Don't get me wrong but...

By and large my house is very low-maintenance.

It’s on one level, so no stairs – I used to hate cleaning stairs! You can’t get a real rhythm going with stairs, plus there are so many corners.

Your average room has 4 corners, but stairs have 2 corners per rise, which with an average number of 13 steps per stairway equals 26 corners. It also means lugging the vacuum up 13 steps. Or down, which is not much better.

Of course if you have no pets then it is possible to use one of those vacuum-on-a-stick devices. In my experience they are useless on carpeted surfaces, because they do not, no matter what the man with the terminally boring voice says, pick up ‘embedded pet hair.’ The only way to pick up embedded hair is to use a vacuum with some serious grunt – possibly even then you might have to deploy an occasional thumbnail!

But my house, apart from the winter, when it has a rug on the living room floor, is wall-to-wall tiles. So a pan and brush, with intermittent mopping, is sufficient. Again the pet-less person only has to contend with dust and garden detritus, but those of us with cats and/or dogs will have a comprehensive knowledge of fluff in all its many forms.

I feel I could write an in-depth dissertation on the subject of fluff. Fluff comes in two forms – dog hair and cat hair. Both are completely different, and each presents the fluff sweeper with a different challenge. Dog hair is more plentiful, and more easily swept up. Apart from the embedding factor, which is a whole separate issue, dog hair stays where it fell and is amenable to being swept up – it doesn’t fight back, it succumbs to the brush, and stays put in the pan.
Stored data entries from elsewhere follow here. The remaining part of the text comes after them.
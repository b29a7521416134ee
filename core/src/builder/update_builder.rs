//! Update 语句构建

use super::{check_reserved, check_table, tag_filter, where_clause, RenderedStatement};
use crate::bind_value::Params;
use crate::error::{DbHelperError, Result};

/// 构建 UPDATE 语句
///
/// 生成 `UPDATE <table> SET c1 = :c1, c2 = :c2 WHERE f1 = :_where_f1 AND ...`。
/// `filter` 为空时不生成 WHERE，即更新全表，由调用方负责。
pub fn build_update(table: &str, data: &Params, filter: &Params) -> Result<RenderedStatement> {
    check_table(table)?;
    check_reserved("data", data)?;
    check_reserved("filter", filter)?;
    if data.is_empty() {
        return Err(DbHelperError::Validation(
            "update requires at least one column".to_string(),
        ));
    }

    let set_parts: Vec<String> = data.keys().map(|k| format!("{} = :{}", k, k)).collect();
    let sql = format!(
        "UPDATE {} SET {}{}",
        table,
        set_parts.join(", "),
        where_clause(filter)
    );

    let mut params = data.clone();
    params.extend(tag_filter(filter));
    Ok(RenderedStatement::new(sql, params))
}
There is, however, one mystery regarding dog hair that I am at a loss to understand. Why is it that whatever colour dog you have, the hair it sheds is always a different colour to any surface it falls on? A light coloured dog will shed dark hair on light coloured surfaces, and vice versa.
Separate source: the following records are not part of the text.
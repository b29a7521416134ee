#[cfg(any(feature = "mysql", feature = "postgres", feature = "sqlite"))]
use sqlx::Pool;
use std::sync::Arc;

use crate::error::{DbHelperError, Result};

#[derive(Debug, Clone, Copy, PartialEq, Eq)]
pub enum DbDriver {
    MySql,
    Postgres,
    Sqlite,
}

impl DbDriver {
    pub fn from_url(url: &str) -> Result<Self> {
        if url.starts_with("mysql://") || url.starts_with("mariadb://") {
            Ok(DbDriver::MySql)
        } else if url.starts_with("postgres://") || url.starts_with("postgresql://") {
            Ok(DbDriver::Postgres)
        } else if url.starts_with("sqlite://") || url.starts_with("sqlite:") {
            Ok(DbDriver::Sqlite)
        } else {
            Err(DbHelperError::UnsupportedDatabase(url.to_string()))
        }
    }

    pub fn placeholder(&self, index: usize) -> String {
        match self {
            DbDriver::MySql | DbDriver::Sqlite => "?".to_string(),
            DbDriver::Postgres => format!("${}", index + 1),
        }
    }

    /// 转义 SQL 标识符
    pub fn escape_identifier(&self, name: &str) -> String {
        match self {
            DbDriver::MySql => format!("`{}`", name.replace('`', "``")),
            DbDriver::Postgres | DbDriver::Sqlite => format!("\"{}\"", name.replace('"', "\"\"")),
        }
    }
}

#[derive(Debug, Clone)]
pub struct DbPool {
    driver: DbDriver,
    #[cfg(feature = "mysql")]
    mysql: Option<Arc<Pool<sqlx::MySql>>>,
    #[cfg(feature = "postgres")]
    pg: Option<Arc<Pool<sqlx::Postgres>>>,
    #[cfg(feature = "sqlite")]
    sqlite: Option<Arc<Pool<sqlx::Sqlite>>>,
}

impl DbPool {
    /// 从数据库 URL 连接并创建 DbPool
    pub async fn connect(url: &str) -> Result<Self> {
        let driver = DbDriver::from_url(url)?;

        match driver {
            #[cfg(feature = "mysql")]
            DbDriver::MySql => {
                let pool = Pool::<sqlx::MySql>::connect(url).await?;
                Ok(Self::from_mysql_pool(Arc::new(pool)))
            }
            #[cfg(feature = "postgres")]
            DbDriver::Postgres => {
                let pool = Pool::<sqlx::Postgres>::connect(url).await?;
                Ok(Self::from_postgres_pool(Arc::new(pool)))
            }
            #[cfg(feature = "sqlite")]
            DbDriver::Sqlite => {
                let pool = Pool::<sqlx::Sqlite>::connect(url).await?;
                Ok(Self::from_sqlite_pool(Arc::new(pool)))
            }
            #[allow(unreachable_patterns)]
            _ => Err(DbHelperError::UnsupportedDatabase(format!(
                "Unsupported database driver, only mysql, postgres, sqlite is supported, got: {:?}",
                driver
            ))),
        }
    }

    /// 从 MySQL Pool 创建 DbPool
    #[cfg(feature = "mysql")]
    pub fn from_mysql_pool(pool: Arc<Pool<sqlx::MySql>>) -> Self {
        Self {
            driver: DbDriver::MySql,
            mysql: Some(pool),
            #[cfg(feature = "postgres")]
            pg: None,
            #[cfg(feature = "sqlite")]
            sqlite: None,
        }
    }

    /// 从 PostgreSQL Pool 创建 DbPool
    #[cfg(feature = "postgres")]
    pub fn from_postgres_pool(pool: Arc<Pool<sqlx::Postgres>>) -> Self {
        Self {
            driver: DbDriver::Postgres,
            #[cfg(feature = "mysql")]
            mysql: None,
            pg: Some(pool),
            #[cfg(feature = "sqlite")]
            sqlite: None,
        }
    }

    /// 从 SQLite Pool 创建 DbPool
    #[cfg(feature = "sqlite")]
    pub fn from_sqlite_pool(pool: Arc<Pool<sqlx::Sqlite>>) -> Self {
        Self {
            driver: DbDriver::Sqlite,
            #[cfg(feature = "mysql")]
            mysql: None,
            #[cfg(feature = "postgres")]
            pg: None,
            sqlite: Some(pool),
        }
    }

    pub fn driver(&self) -> DbDriver {
        self.driver
    }

    #[cfg(feature = "mysql")]
    pub fn mysql_pool(&self) -> Option<&Pool<sqlx::MySql>> {
        self.mysql.as_deref()
    }

    #[cfg(feature = "postgres")]
    pub fn pg_pool(&self) -> Option<&Pool<sqlx::Postgres>> {
        self.pg.as_deref()
    }

    #[cfg(feature = "sqlite")]
    pub fn sqlite_pool(&self) -> Option<&Pool<sqlx::Sqlite>> {
        self.sqlite.as_deref()
    }
}

#[cfg(test)]
mod tests {
    use super::*;

    #[test]
    fn test_driver_from_url() {
        assert_eq!(
            DbDriver::from_url("mysql://root@localhost/test").unwrap(),
            DbDriver::MySql
        );
        assert_eq!(
            DbDriver::from_url("postgresql://localhost/test").unwrap(),
            DbDriver::Postgres
        );
        assert_eq!(
            DbDriver::from_url("sqlite::memory:").unwrap(),
            DbDriver::Sqlite
        );
        assert!(matches!(
            DbDriver::from_url("oracle://x"),
            Err(DbHelperError::UnsupportedDatabase(_))
        ));
    }

    #[test]
    fn test_placeholder() {
        assert_eq!(DbDriver::MySql.placeholder(3), "?");
        assert_eq!(DbDriver::Sqlite.placeholder(0), "?");
        assert_eq!(DbDriver::Postgres.placeholder(0), "$1");
        assert_eq!(DbDriver::Postgres.placeholder(1), "$2");
    }

    #[test]
    fn test_escape_identifier() {
        assert_eq!(DbDriver::MySql.escape_identifier("user"), "`user`");
        assert_eq!(DbDriver::Postgres.escape_identifier("user"), "\"user\"");
        assert_eq!(DbDriver::Sqlite.escape_identifier("del#flag"), "\"del#flag\"");
        assert_eq!(DbDriver::MySql.escape_identifier("a`b"), "`a``b`");
    }
}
Dog hair can be mastered – but cat hair? Like its original host cat hair is not governable. It hides behind and under everything, and when rooted out will waft away like a wraith at a séance.
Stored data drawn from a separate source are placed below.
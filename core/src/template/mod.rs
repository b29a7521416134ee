//! 动态 SQL 模板加载
//!
//! 查询 ID 形如 `domain.file.query_name`，由 [`TemplateStore`] 取出模板源码，
//! 再交给 [`SqlRenderer`] 根据 options 渲染出最终 SQL（仍然带 `:name` 命名参数）。

pub mod renderer;
pub mod store;

pub use renderer::{HandlebarsRenderer, SqlRenderer};
pub use store::{FileTemplateStore, MemoryTemplateStore, TemplateStore};

use std::fmt;
use std::sync::Arc;

use crate::bind_value::Params;
use crate::error::{DbHelperError, Result};

/// 分页参数：页码
pub const PAGE_NUM: &str = "pageNum";
/// 分页参数：每页条数
pub const PAGE_SIZE: &str = "pageSize";

/// 去掉分页参数，用于只取单条记录的查询
pub fn strip_pagination(options: &Params) -> Params {
    let mut options = options.clone();
    options.remove(PAGE_NUM);
    options.remove(PAGE_SIZE);
    options
}

/// 点分查询 ID
///
/// 至少两段：最后一段是查询名，倒数第二段是文件名，前面的都是目录。
#[derive(Debug, Clone, PartialEq, Eq)]
pub struct QueryId {
    raw: String,
    segments: Vec<String>,
}

impl QueryId {
    pub fn parse(raw: &str) -> Result<Self> {
        let segments: Vec<String> = raw.split('.').map(str::to_string).collect();
        let valid_segment = |s: &String| {
            !s.is_empty()
                && s
                    .chars()
                    .all(|c| c.is_alphanumeric() || c == '_' || c == '-')
        };
        if segments.len() < 2 || !segments.iter().all(valid_segment) {
            return Err(DbHelperError::TemplateNotFound(format!(
                "invalid query id '{}', expected 'domain.file.query'",
                raw
            )));
        }
        Ok(Self {
            raw: raw.to_string(),
            segments,
        })
    }

    pub fn as_str(&self) -> &str {
        &self.raw
    }

    /// 目录部分
    pub fn dirs(&self) -> &[String] {
        &self.segments[..self.segments.len() - 2]
    }

    pub fn file(&self) -> &str {
        &self.segments[self.segments.len() - 2]
    }

    pub fn name(&self) -> &str {
        &self.segments[self.segments.len() - 1]
    }
}

impl fmt::Display for QueryId {
    fn fmt(&self, f: &mut fmt::Formatter<'_>) -> fmt::Result {
        f.write_str(&self.raw)
    }
}

/// SQL 模板加载器
#[derive(Clone)]
pub struct SqlLoader {
    store: Arc<dyn TemplateStore>,
    renderer: Arc<dyn SqlRenderer>,
}

impl SqlLoader {
    /// 使用 handlebars 渲染器
    pub fn new(store: impl TemplateStore + 'static) -> Self {
        Self::with_renderer(store, HandlebarsRenderer::new())
    }

    pub fn with_renderer(
        store: impl TemplateStore + 'static,
        renderer: impl SqlRenderer + 'static,
    ) -> Self {
        Self {
            store: Arc::new(store),
            renderer: Arc::new(renderer),
        }
    }

    /// 解析查询 ID 并渲染模板，返回带命名参数的 SQL
    pub fn preload_sql(&self, query_id: &str, options: &Params) -> Result<String> {
        let id = QueryId::parse(query_id)?;
        let source = self.store.load(&id)?;
        let sql = self
            .renderer
            .render(id.as_str(), &source, &options.to_json())?;
        tracing::trace!(query_id, sql = %sql, "rendered sql template");
        Ok(sql)
    }
}

impl fmt::Debug for SqlLoader {
    fn fmt(&self, f: &mut fmt::Formatter<'_>) -> fmt::Result {
        f.debug_struct("SqlLoader").finish_non_exhaustive()
    }
}
pub use sea_orm_migration::prelude::*;

mod m20260218_000000_init;

pub struct Migrator;

#[async_trait::async_trait]
impl MigratorTrait for Migrator {
    fn migrations() -> Vec<Box<dyn MigrationTrait>> {
        vec![Box::new(m20260218_000000_init::Migration)]
    }
}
Pet hair, when caught, due to persistent chasing with the brush, will innocently nestle in the pan, but as soon as you move it will waft out again, usually behind you!
So whereas there might be less of it, it takes twice as much effort to sweep up! And then there is the matter of the dead or semi-dead small wildlife that the cat will bring in for storage – usually under or behind any large and difficult to move item of furniture!

Housework is the one aspect of the Queen’s life that I envy – she doesn’t have to do it!